Not sure I quite agree here. The query (to the browser) might be "where 
am I and which way and I pointing?" That's what GeoLoc does/will enable.

I might like to have a slightly different query that said "alert me when 
we get to Trafalgar Square" or "alert me if a bottle of 2000 St Emillion 
Grand Cru passes within camera range.

The first one could, perhaps, be built into the browser (although it 
would be "alert me when my lat, long and altitude is within these 
parameters"). Equally, this could be accomplished with a bit of 
JavaScript that could be made into an efficient, minified, re-usable 
library, just using the GeoLoc API.

The other one - tell me when object X is seen - is achievable if you 
have a universal database of things with an agreed identifier structure 
that is used by all image recognition software. The internet of things 
and all that. The browser API could then have two functions "can you 
give me an identifier for the thing the camera is looking at?" and "tell 
me when an object with x identifier comes into view." Analogous to the 
GeoLoc discussion above, just having API access to an identifier for 
objects in front of the camera is sufficient here although, yes, it 
could also be made part of the API for the browser to implement.

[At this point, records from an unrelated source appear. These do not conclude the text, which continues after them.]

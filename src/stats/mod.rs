//! Module holding the statistics shared by all workers of a run: named counters and named
//! aggregators.

use std::sync::Arc;
use std::sync::atomic::{AtomicI64, Ordering};

use dashmap::DashMap;

mod aggregator;


pub use aggregator::{AggregateSummary, Aggregator};

/// Concurrent registry of counters and aggregators.
///
/// Entries are created on first use. Concurrent first use of the same name yields exactly one
/// entry. Counter updates are lock-free; aggregator updates lock only the affected aggregator.
#[derive(Debug, Default)]
pub struct StatsRegistry {
    counters: DashMap<String, AtomicI64>,
    aggregators: DashMap<String, Arc<Aggregator>>,
}

impl StatsRegistry {
    pub fn new() -> Self {
        Self::default()
    }

    pub fn increment(&self, name: &str) {
        self.add_delta(name, 1);
    }

    /// Adds `delta` to the counter `name`. Deltas are expected to be non-negative.
    pub fn add_delta(&self, name: &str, delta: i64) {
        if let Some(counter) = self.counters.get(name) {
            counter.fetch_add(delta, Ordering::Relaxed);
            return;
        }
        self.counters
            .entry(name.to_string())
            .or_default()
            .fetch_add(delta, Ordering::Relaxed);
    }

    pub fn counter(&self, name: &str) -> Option<i64> {
        self.counters
            .get(name)
            .map(|counter| counter.load(Ordering::Relaxed))
    }

    /// Snapshot of all counters, sorted by name.
    pub fn counters(&self) -> Vec<(String, i64)> {
        let mut counters: Vec<_> = self
            .counters
            .iter()
            .map(|entry| (entry.key().clone(), entry.value().load(Ordering::Relaxed)))
            .collect();
        counters.sort_by(|a, b| a.0.cmp(&b.0));
        counters
    }

    /// Adds `value` as a sample of the aggregator `name`.
    pub fn aggregate(&self, name: &str, value: i64) {
        self.aggregator_entry(name).add(value);
    }

    pub fn aggregator(&self, name: &str) -> Option<Arc<Aggregator>> {
        self.aggregators.get(name).map(|entry| Arc::clone(entry.value()))
    }

    /// Snapshot of all aggregators, sorted by name.
    pub fn aggregators(&self) -> Vec<(String, Arc<Aggregator>)> {
        let mut aggregators: Vec<_> = self
            .aggregators
            .iter()
            .map(|entry| (entry.key().clone(), Arc::clone(entry.value())))
            .collect();
        aggregators.sort_by(|a, b| a.0.cmp(&b.0));
        aggregators
    }

    pub fn clear_counters(&self) {
        self.counters.clear();
    }

    pub fn clear_aggregators(&self) {
        self.aggregators.clear();
    }

    pub fn clear(&self) {
        self.clear_counters();
        self.clear_aggregators();
    }

    pub fn is_empty(&self) -> bool {
        self.counters.is_empty() && self.aggregators.is_empty()
    }

    // The shard guard is released before the aggregator lock is taken.
    fn aggregator_entry(&self, name: &str) -> Arc<Aggregator> {
        if let Some(existing) = self.aggregators.get(name) {
            return Arc::clone(existing.value());
        }
        Arc::clone(self.aggregators.entry(name.to_string()).or_default().value())
    }
}
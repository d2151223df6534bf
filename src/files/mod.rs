//! Module managing the output files written during a run. Every file lives under one output
//! directory and is opened at most once per name; all of them are closed together at the end of the
//! run.

use std::fs::{File, OpenOptions};
use std::io::{self, BufWriter, Write};
use std::path::{Path, PathBuf};
use std::sync::{Arc, Mutex, MutexGuard};

use dashmap::DashMap;
use dashmap::mapref::entry::Entry;
use tracing::{debug, error};

use crate::error::{Error, io_error};


pub const OUTPUT_DIR: &str = "output-files";

/// Keyed registry of [`TaskFileWriter`]s.
#[derive(Debug)]
pub struct FileWriterRegistry {
    dir: PathBuf,
    writers: DashMap<String, Arc<TaskFileWriter>>,
}

impl Default for FileWriterRegistry {
    fn default() -> Self {
        Self::new(OUTPUT_DIR)
    }
}

impl FileWriterRegistry {
    pub fn new(dir: impl Into<PathBuf>) -> Self {
        Self {
            dir: dir.into(),
            writers: DashMap::new(),
        }
    }

    pub fn dir(&self) -> &Path {
        &self.dir
    }

    /// Returns the writer registered under `name`, creating the file if this is the first request.
    ///
    /// `append` only matters for the request that creates the writer.
    pub fn get(&self, name: &str, append: bool) -> Result<Arc<TaskFileWriter>, Error> {
        if let Some(existing) = self.writers.get(name) {
            return Ok(Arc::clone(existing.value()));
        }

        let candidate = Arc::new(TaskFileWriter::create(self.dir.join(name), append)?);
        match self.writers.entry(name.to_string()) {
            Entry::Occupied(winner) => {
                debug!(name, "file writer already registered by another worker");
                Ok(Arc::clone(winner.get()))
            }
            Entry::Vacant(slot) => Ok(Arc::clone(slot.insert(candidate).value())),
        }
    }

    pub fn len(&self) -> usize {
        self.writers.len()
    }

    pub fn is_empty(&self) -> bool {
        self.writers.is_empty()
    }

    /// Flushes and closes every registered writer and forgets them. Failures are logged.
    pub fn close_all(&self) {
        for entry in self.writers.iter() {
            if let Err(e) = entry.value().close() {
                error!(file = entry.key().as_str(), error = %e, "failed to close file");
            }
        }
        self.writers.clear();
    }
}

/// Buffered writer over one output file. The file is created up front; the buffered handle is
/// opened lazily on first write, truncating or appending as requested.
#[derive(Debug)]
pub struct TaskFileWriter {
    path: PathBuf,
    append: bool,
    state: Mutex<WriterState>,
}

#[derive(Debug)]
enum WriterState {
    Pending,
    Open(BufWriter<File>),
    Closed,
}

impl TaskFileWriter {
    fn create(path: PathBuf, append: bool) -> Result<Self, Error> {
        if let Some(parent) = path.parent() {
            std::fs::create_dir_all(parent).map_err(|e| io_error(parent, e))?;
        }
        // also fails when the target exists but is not writable
        OpenOptions::new()
            .create(true)
            .append(true)
            .open(&path)
            .map_err(|e| io_error(&path, e))?;

        Ok(Self {
            path,
            append,
            state: Mutex::new(WriterState::Pending),
        })
    }

    pub fn path(&self) -> &Path {
        &self.path
    }

    /// Writes `text` as is.
    pub fn write_str(&self, text: &str) -> Result<(), Error> {
        let mut state = self.lock();
        self.open(&mut state)?
            .write_all(text.as_bytes())
            .map_err(|e| io_error(&self.path, e))
    }

    /// Writes `line` followed by a newline.
    pub fn write_line(&self, line: &str) -> Result<(), Error> {
        let mut state = self.lock();
        let writer = self.open(&mut state)?;
        writer
            .write_all(line.as_bytes())
            .and_then(|()| writer.write_all(b"\n"))
            .map_err(|e| io_error(&self.path, e))
    }

    pub fn flush(&self) -> Result<(), Error> {
        match &mut *self.lock() {
            WriterState::Open(writer) => writer.flush().map_err(|e| io_error(&self.path, e)),
            WriterState::Pending | WriterState::Closed => Ok(()),
        }
    }

    /// Flushes and releases the handle. Closing twice is a no-op; writing after closing fails.
    pub fn close(&self) -> Result<(), Error> {
        let previous = std::mem::replace(&mut *self.lock(), WriterState::Closed);
        match previous {
            WriterState::Open(mut writer) => writer.flush().map_err(|e| io_error(&self.path, e)),
            WriterState::Pending | WriterState::Closed => Ok(()),
        }
    }

    pub fn is_closed(&self) -> bool {
        matches!(*self.lock(), WriterState::Closed)
    }

    fn open<'s>(&self, state: &'s mut WriterState) -> Result<&'s mut BufWriter<File>, Error> {
        if matches!(state, WriterState::Pending) {
            let file = OpenOptions::new()
                .write(true)
                .append(self.append)
                .truncate(!self.append)
                .open(&self.path)
                .map_err(|e| io_error(&self.path, e))?;
            *state = WriterState::Open(BufWriter::new(file));
        }
        match state {
            WriterState::Open(writer) => Ok(writer),
            WriterState::Pending | WriterState::Closed => Err(Error::FileClosed(self.path.clone())),
        }
    }

    fn lock(&self) -> MutexGuard<'_, WriterState> {
        self.state.lock().unwrap_or_else(|poisoned| poisoned.into_inner())
    }
}

/// Lets a shared writer back a `csv::Writer` or any other `io::Write` consumer.
impl Write for &TaskFileWriter {
    fn write(&mut self, buf: &[u8]) -> io::Result<usize> {
        let mut state = self.lock();
        self.open(&mut state).map_err(io::Error::other)?.write(buf)
    }

    fn flush(&mut self) -> io::Result<()> {
        match &mut *self.lock() {
            WriterState::Open(writer) => writer.flush(),
            WriterState::Pending | WriterState::Closed => Ok(()),
        }
    }
}
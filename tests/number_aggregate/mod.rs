use std::io::Write;

use batch_runner::{
    AggregateSummary, DefaultContext, IntegerLineParser, NumberAggregatorTask, TaskRunner, execute,
};
use rstest::rstest;

use crate::fixture_path;

#[rstest]
fn same_statistics_for_any_parallelism(
    #[values(1, 2, 8)] threads: usize,
    #[values(1, 2, 10)] batch_size: usize,
) {
    let report = execute(
        fixture_path("numbers.txt"),
        &IntegerLineParser,
        &NumberAggregatorTask,
        &DefaultContext,
        threads,
        batch_size,
    )
    .unwrap();

    assert_eq!(report.counter(NumberAggregatorTask::NUM_VALUES), Some(5));
    assert_eq!(report.counter(NumberAggregatorTask::SUM_VALUES), Some(15));
    assert_eq!(
        report.aggregate(NumberAggregatorTask::VALUE),
        Some(&AggregateSummary {
            count: 5,
            mean: 3.0,
            median: 3.0,
            mode: 1,
            min: 1,
            max: 5,
        })
    );
    assert_eq!(report.batches_submitted as usize, 5_usize.div_ceil(batch_size));
}

#[test]
fn skip_and_cap_select_a_window() {
    let mut runner = TaskRunner::new(2, 2)
        .unwrap()
        .with_skip_size(1)
        .with_process_size(Some(2));

    let report = runner
        .execute_task(
            fixture_path("numbers.txt"),
            &IntegerLineParser,
            &NumberAggregatorTask,
            &DefaultContext,
        )
        .unwrap();

    assert_eq!(report.counter(NumberAggregatorTask::NUM_VALUES), Some(2));
    assert_eq!(report.counter(NumberAggregatorTask::SUM_VALUES), Some(5));
}

#[test]
fn even_length_median() {
    let mut input = tempfile::NamedTempFile::new().unwrap();
    writeln!(input, "40\n10\n30\n20").unwrap();

    let report = execute(
        input.path(),
        &IntegerLineParser,
        &NumberAggregatorTask,
        &DefaultContext,
        4,
        1,
    )
    .unwrap();

    let value = report.aggregate(NumberAggregatorTask::VALUE).unwrap();
    assert_eq!(value.median, 25.0);
    assert_eq!(value.mean, 25.0);
    assert_eq!((value.min, value.max, value.mode), (10, 40, 10));
}

#[test]
fn large_input_is_fully_counted() {
    let mut input = tempfile::NamedTempFile::new().unwrap();
    for i in 1..=10_000 {
        writeln!(input, "{i}").unwrap();
    }
    input.flush().unwrap();

    let report = execute(
        input.path(),
        &IntegerLineParser,
        &NumberAggregatorTask,
        &DefaultContext,
        4,
        64,
    )
    .unwrap();

    assert_eq!(report.counter(NumberAggregatorTask::NUM_VALUES), Some(10_000));
    assert_eq!(report.counter(NumberAggregatorTask::SUM_VALUES), Some(50_005_000));
    assert_eq!(report.batches_completed, 157);
    assert_eq!(report.batches_failed, 0);
}
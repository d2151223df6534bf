//! Named numeric sample sets with on-demand derived metrics.

use std::collections::HashMap;
use std::sync::{Mutex, MutexGuard};

/// Derived metrics of an aggregator, computed from one consistent snapshot.
#[derive(Debug, Clone, Copy, PartialEq)]
pub struct AggregateSummary {
    pub count: usize,
    pub mean: f64,
    pub median: f64,
    pub mode: i64,
    pub min: i64,
    pub max: i64,
}

/// Stores every submitted sample in insertion order together with the running min, max and sum.
///
/// All operations take the per-aggregator lock, so readers always observe a consistent state.
/// The sorted view backing `median` and `mode` is cached until the next `add`.
#[derive(Debug, Default)]
pub struct Aggregator {
    state: Mutex<AggregatorState>,
}

#[derive(Debug, Default)]
struct AggregatorState {
    values: Vec<i64>,
    sorted: Option<Vec<i64>>,
    min: Option<i64>,
    max: Option<i64>,
    sum: i128,
}

impl Aggregator {
    pub fn new() -> Self {
        Self::default()
    }

    pub fn add(&self, value: i64) {
        let mut state = self.lock();
        state.min = Some(state.min.map_or(value, |min| min.min(value)));
        state.max = Some(state.max.map_or(value, |max| max.max(value)));
        state.sum += i128::from(value);
        state.values.push(value);
        state.sorted = None;
    }

    pub fn count(&self) -> usize {
        self.lock().values.len()
    }

    pub fn sum(&self) -> i128 {
        self.lock().sum
    }

    /// Arithmetic mean; `0` when no sample was added.
    pub fn mean(&self) -> f64 {
        self.lock().mean()
    }

    /// Middle element of the sorted samples, averaging the two middle ones for an even count; `0`
    /// when empty.
    pub fn median(&self) -> f64 {
        self.lock().median()
    }

    /// Most frequent sample. Ties go to the smallest tied value; `0` when empty.
    pub fn mode(&self) -> i64 {
        self.lock().mode()
    }

    pub fn min(&self) -> Option<i64> {
        self.lock().min
    }

    pub fn max(&self) -> Option<i64> {
        self.lock().max
    }

    /// Samples in insertion order.
    pub fn values(&self) -> Vec<i64> {
        self.lock().values.clone()
    }

    /// All derived metrics at once, or `None` for an empty aggregator.
    pub fn summary(&self) -> Option<AggregateSummary> {
        let mut state = self.lock();
        let (min, max) = (state.min?, state.max?);
        Some(AggregateSummary {
            count: state.values.len(),
            mean: state.mean(),
            median: state.median(),
            mode: state.mode(),
            min,
            max,
        })
    }

    fn lock(&self) -> MutexGuard<'_, AggregatorState> {
        // a panicking task cannot leave the state half-updated: `add` has no early exits
        self.state.lock().unwrap_or_else(|poisoned| poisoned.into_inner())
    }
}

impl AggregatorState {
    fn mean(&self) -> f64 {
        if self.values.is_empty() {
            return 0.0;
        }
        self.sum as f64 / self.values.len() as f64
    }

    fn median(&mut self) -> f64 {
        let sorted = self.sorted();
        let len = sorted.len();
        if len == 0 {
            return 0.0;
        }

        let middle = (len - 1) / 2;
        if len % 2 == 0 {
            (sorted[middle] as f64 + sorted[middle + 1] as f64) / 2.0
        } else {
            sorted[middle] as f64
        }
    }

    fn mode(&mut self) -> i64 {
        let mut counts: HashMap<i64, usize> = HashMap::new();
        let mut mode = (0, 0usize);

        for &value in self.sorted() {
            let count = counts.entry(value).or_default();
            *count += 1;
            if *count > mode.1 {
                mode = (value, *count);
            }
        }
        mode.0
    }

    fn sorted(&mut self) -> &[i64] {
        let values = &self.values;
        self.sorted.get_or_insert_with(|| {
            let mut sorted = values.clone();
            sorted.sort_unstable();
            sorted
        })
    }
}
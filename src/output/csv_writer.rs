use chrono::Local;
use serde::Serialize;
use tracing::{info, warn};

use crate::Error;
use crate::files::{FileWriterRegistry, TaskFileWriter};
use crate::output::{StatisticsOutputWriter, truncate_decimal};
use crate::stats::StatsRegistry;

const TIMESTAMP_FORMAT: &str = "%d%m%Y-%H%M%S";

/// Writes the statistics to `<timestamp>.counters.csv` and `<timestamp>.aggregators.csv` in the
/// output directory. Nothing is created when there is nothing to write.
#[derive(Debug, Default, Clone, Copy)]
pub struct CsvStatisticsOutputWriter;

#[derive(Serialize)]
#[serde(rename_all = "SCREAMING_SNAKE_CASE")]
struct CounterRow<'a> {
    counter_name: &'a str,
    counter_value: i64,
}

#[derive(Serialize)]
#[serde(rename_all = "SCREAMING_SNAKE_CASE")]
struct AggregatorRow<'a> {
    aggregator_name: &'a str,
    mean: String,
    median: String,
    mode: i64,
    min: i64,
    max: i64,
}

impl CsvStatisticsOutputWriter {
    fn file_name(kind: &str) -> String {
        format!("{}.{kind}.csv", Local::now().format(TIMESTAMP_FORMAT))
    }

    fn write_rows<T: Serialize>(
        file: &TaskFileWriter,
        rows: impl IntoIterator<Item = T>,
    ) -> Result<(), Error> {
        let mut writer = csv::Writer::from_writer(file);
        for row in rows {
            writer.serialize(row)?;
        }
        writer.flush().map_err(|e| crate::error::io_error(file.path(), e))?;
        drop(writer);
        file.close()
    }
}

impl StatisticsOutputWriter for CsvStatisticsOutputWriter {
    fn output_counters(
        &self,
        stats: &StatsRegistry,
        files: &FileWriterRegistry,
    ) -> Result<(), Error> {
        let counters = stats.counters();
        if counters.is_empty() {
            warn!("No counters found, no counters.csv will be created.");
            return Ok(());
        }

        let file = files.get(&Self::file_name("counters"), false)?;
        Self::write_rows(
            &file,
            counters.iter().map(|(name, value)| CounterRow {
                counter_name: name,
                counter_value: *value,
            }),
        )?;
        info!(path = %file.path().display(), rows = counters.len(), "wrote counters");
        Ok(())
    }

    fn output_aggregators(
        &self,
        stats: &StatsRegistry,
        files: &FileWriterRegistry,
    ) -> Result<(), Error> {
        let aggregators = stats.aggregators();
        if aggregators.is_empty() {
            warn!("No aggregators found, no aggregators.csv will be created.");
            return Ok(());
        }

        let file = files.get(&Self::file_name("aggregators"), false)?;
        let rows = aggregators.iter().filter_map(|(name, aggregator)| {
            let summary = aggregator.summary()?;
            Some(AggregatorRow {
                aggregator_name: name,
                mean: truncate_decimal(summary.mean),
                median: truncate_decimal(summary.median),
                mode: summary.mode,
                min: summary.min,
                max: summary.max,
            })
        });
        Self::write_rows(&file, rows)?;
        info!(path = %file.path().display(), rows = aggregators.len(), "wrote aggregators");
        Ok(())
    }
}
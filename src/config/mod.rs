//! Module turning the user-provided configuration (properties file, environment, command line
//! definitions) into the settings the runner needs.

use std::collections::BTreeMap;
use std::ffi::OsString;
use std::path::{Path, PathBuf};
use std::str::FromStr;

use tracing::warn;

use crate::error::{Error, invalid_property, io_error};


pub const RUNNER_TASK_CLASS: &str = "runner.task.class";
pub const RUNNER_PARSER_CLASS: &str = "runner.parser.class";
pub const RUNNER_INPUT_FILE: &str = "runner.input.file";
pub const RUNNER_TASK_THREADS: &str = "runner.task.threads";
pub const RUNNER_TASK_BATCH_SIZE: &str = "runner.task.batch.size";
pub const RUNNER_INPUT_SKIP_SIZE: &str = "runner.input.skip.size";
pub const RUNNER_INPUT_PROCESS_SIZE: &str = "runner.input.process.size";
pub const RUNNER_INPUT_SKIP_MALFORMED: &str = "runner.input.skip.malformed";

pub const DEFAULT_CONFIG_PATH: &str = "config/runner.properties";

/// Keys the harness itself insists on, independent of the chosen task.
pub const REQUIRED_PROPERTIES: [&str; 5] = [
    RUNNER_INPUT_FILE,
    RUNNER_PARSER_CLASS,
    RUNNER_TASK_BATCH_SIZE,
    RUNNER_TASK_CLASS,
    RUNNER_TASK_THREADS,
];

/// Flat key to string configuration mapping.
#[derive(Debug, Clone, Default, PartialEq, Eq)]
pub struct Properties {
    entries: BTreeMap<String, String>,
}

impl Properties {
    pub fn new() -> Self {
        Self::default()
    }

    /// Loads a properties file from disk.
    pub fn load(path: impl AsRef<Path>) -> Result<Self, Error> {
        let path = path.as_ref();
        let content = std::fs::read_to_string(path).map_err(|e| io_error(path, e))?;
        Ok(Self::parse(&content))
    }

    /// Parses the `key=value` / `key: value` / `key value` format, skipping `#` and `!` comments.
    /// A line ending in an odd number of backslashes continues on the next line.
    pub fn parse(content: &str) -> Self {
        let mut properties = Self::new();
        let mut pending = String::new();

        for raw in content.lines() {
            let line = raw.trim_start();
            let is_comment = line.starts_with('#') || line.starts_with('!');
            if pending.is_empty() && (line.is_empty() || is_comment) {
                continue;
            }

            if ends_with_continuation(line) {
                pending.push_str(&line[..line.len() - 1]);
                continue;
            }
            pending.push_str(line);

            let (key, value) = split_entry(&pending);
            if !key.is_empty() {
                properties.insert(key, value);
            }
            pending.clear();
        }

        if !pending.is_empty() {
            let (key, value) = split_entry(&pending);
            if !key.is_empty() {
                properties.insert(key, value);
            }
        }

        properties
    }

    pub fn get(&self, key: &str) -> Option<&str> {
        self.entries.get(key).map(String::as_str)
    }

    pub fn contains(&self, key: &str) -> bool {
        self.entries.contains_key(key)
    }

    pub fn insert(&mut self, key: impl Into<String>, value: impl Into<String>) {
        self.entries.insert(key.into(), value.into());
    }

    /// Overlays `overrides` on top of the current entries; overriding values win.
    pub fn overlay<K, V>(&mut self, overrides: impl IntoIterator<Item = (K, V)>)
    where
        K: Into<String>,
        V: Into<String>,
    {
        for (key, value) in overrides {
            self.insert(key, value);
        }
    }

    /// Overlays the process environment, using the variable names verbatim as keys.
    pub fn overlay_env(&mut self) {
        self.overlay_os(std::env::vars_os());
    }

    /// Overlays platform strings, dropping (and warning about) pairs that are not valid UTF-8.
    pub fn overlay_os(&mut self, overrides: impl IntoIterator<Item = (OsString, OsString)>) {
        for (key, value) in overrides {
            match (key.into_string(), value.into_string()) {
                (Ok(key), Ok(value)) => self.insert(key, value),
                (key, _) => {
                    let key = key.unwrap_or_else(|raw| raw.to_string_lossy().into_owned());
                    warn!(%key, "ignoring environment variable that is not valid UTF-8");
                }
            }
        }
    }

    /// Fails with the first key (in the given order) that is not configured.
    pub fn require<'a>(&self, keys: impl IntoIterator<Item = &'a str>) -> Result<(), Error> {
        match keys.into_iter().find(|key| !self.contains(key)) {
            Some(missing) => Err(Error::MissingProperty(missing.to_string())),
            None => Ok(()),
        }
    }

    /// Parses the value of `key`, falling back to `default` when the key is absent.
    pub fn parse_or<T>(&self, key: &str, default: T) -> Result<T, Error>
    where
        T: FromStr,
        T::Err: std::fmt::Display,
    {
        match self.get(key) {
            Some(value) => parse_value(key, value),
            None => Ok(default),
        }
    }

    pub fn iter(&self) -> impl Iterator<Item = (&str, &str)> {
        self.entries.iter().map(|(k, v)| (k.as_str(), v.as_str()))
    }

    pub fn len(&self) -> usize {
        self.entries.len()
    }

    pub fn is_empty(&self) -> bool {
        self.entries.is_empty()
    }
}

impl<K: Into<String>, V: Into<String>> FromIterator<(K, V)> for Properties {
    fn from_iter<T: IntoIterator<Item = (K, V)>>(iter: T) -> Self {
        let mut properties = Self::new();
        properties.overlay(iter);
        properties
    }
}

fn ends_with_continuation(line: &str) -> bool {
    let trailing = line.chars().rev().take_while(|c| *c == '\\').count();
    trailing % 2 == 1
}

fn split_entry(entry: &str) -> (String, String) {
    let entry = entry.trim();
    match entry.find(['=', ':', ' ', '\t']) {
        Some(idx) => {
            let key = entry[..idx].trim_end();
            let mut rest = entry[idx..].trim_start();
            if rest.starts_with(['=', ':']) {
                rest = rest[1..].trim_start();
            }
            (key.to_string(), rest.to_string())
        }
        None => (entry.to_string(), String::new()),
    }
}

fn parse_value<T>(key: &str, value: &str) -> Result<T, Error>
where
    T: FromStr,
    T::Err: std::fmt::Display,
{
    value
        .trim()
        .parse::<T>()
        .map_err(|e| invalid_property(key, value, e.to_string()))
}

/// Validated runner settings extracted from [`Properties`].
#[derive(Debug, Clone, PartialEq, Eq)]
pub struct RunnerSettings {
    pub task: String,
    pub parser: String,
    pub input_file: PathBuf,
    pub num_threads: usize,
    pub batch_size: usize,
    pub skip_size: usize,
    /// `None` means the whole input is consumed
    pub process_size: Option<usize>,
    pub skip_malformed: bool,
}

impl RunnerSettings {
    pub fn from_properties(properties: &Properties) -> Result<Self, Error> {
        properties.require(REQUIRED_PROPERTIES)?;

        let required = |key: &str| -> Result<String, Error> {
            properties
                .get(key)
                .map(|v| v.trim().to_string())
                .ok_or_else(|| Error::MissingProperty(key.to_string()))
        };

        let num_threads = positive(properties, RUNNER_TASK_THREADS)?;
        let batch_size = positive(properties, RUNNER_TASK_BATCH_SIZE)?;
        let process_size = match properties.get(RUNNER_INPUT_PROCESS_SIZE) {
            Some(value) => Some(parse_value(RUNNER_INPUT_PROCESS_SIZE, value)?),
            None => None,
        };

        Ok(Self {
            task: required(RUNNER_TASK_CLASS)?,
            parser: required(RUNNER_PARSER_CLASS)?,
            input_file: PathBuf::from(required(RUNNER_INPUT_FILE)?),
            num_threads,
            batch_size,
            skip_size: properties.parse_or(RUNNER_INPUT_SKIP_SIZE, 0)?,
            process_size,
            skip_malformed: properties.parse_or(RUNNER_INPUT_SKIP_MALFORMED, false)?,
        })
    }
}

fn positive(properties: &Properties, key: &str) -> Result<usize, Error> {
    let value = properties
        .get(key)
        .ok_or_else(|| Error::MissingProperty(key.to_string()))?;
    let parsed: usize = parse_value(key, value)?;
    if parsed == 0 {
        return Err(invalid_property(key, value, "must be greater than zero"));
    }
    Ok(parsed)
}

My understanding is that we're not quite there yet with a universal 
identifier scheme for things but it might be possible to think about 
that before long. You don't need everyone to agree on the same 
identifier for the same thing of course. I might choose 
http://philarcher.org/wine/st_emillion/2000/grand_cru and you might 
choose http://www.darkflame.co.uk/over_priced_plonk but if we agree to 
use URIs (as I have here) then linked data techniques can do the heavy 
lifting (owl:sameAs is grossly over used but in this instance it seems 
appropriate!)

> 
> The triggers in this context are more akin to links...associating one
> thing with another with the code for them to work fixed and part of
> the browser itself.
> Only in this case the association is not between two web pages, but
> rather between some real-world device based event, and a bit of
> virtual information.

Makes sense to me - we're both talking about identifiers.

> 
> I think Rob Manson expressed it well as a form of triplet;
> 
>> "Well...if we did use the "trigger" model then I'd express this as the
>> following RDFa style triplet:
>>
>>       this [location] is a [trigger] for [this information]

I agree with the sentiment here if not the syntax.

>>
>> POIs in this format would then become the archetypal AR relationship.
>> The most critical and common subset of the broader relationship:
>>
>  >      this [sensor data bundle] is a [trigger] for [this information]
>> In the standard POIs case the minimum [sensor data bundle] is "lat/lon"
>> and then optionally "relative magnetic orientation"."

That doesn't work as a triple as you have a literal (the sensor data) as 
a subject. We need to express this as a query along the lines of:

SELECT ?poi_data WHERE {
?sensor_bundle <returns_value> "sensor value we're interested in" .
?sensor_bundle <makes_relevant> ?poi_data
}

Such a query achieves exactly what Rob proposes - i.e. it returns data 
when the sensor returns a defined value. You can do regex matching on 
literals in SPARQL so it's pretty powerful.

> 
> 
> You could also just think of it as [criteria]<>[data linked to criteria].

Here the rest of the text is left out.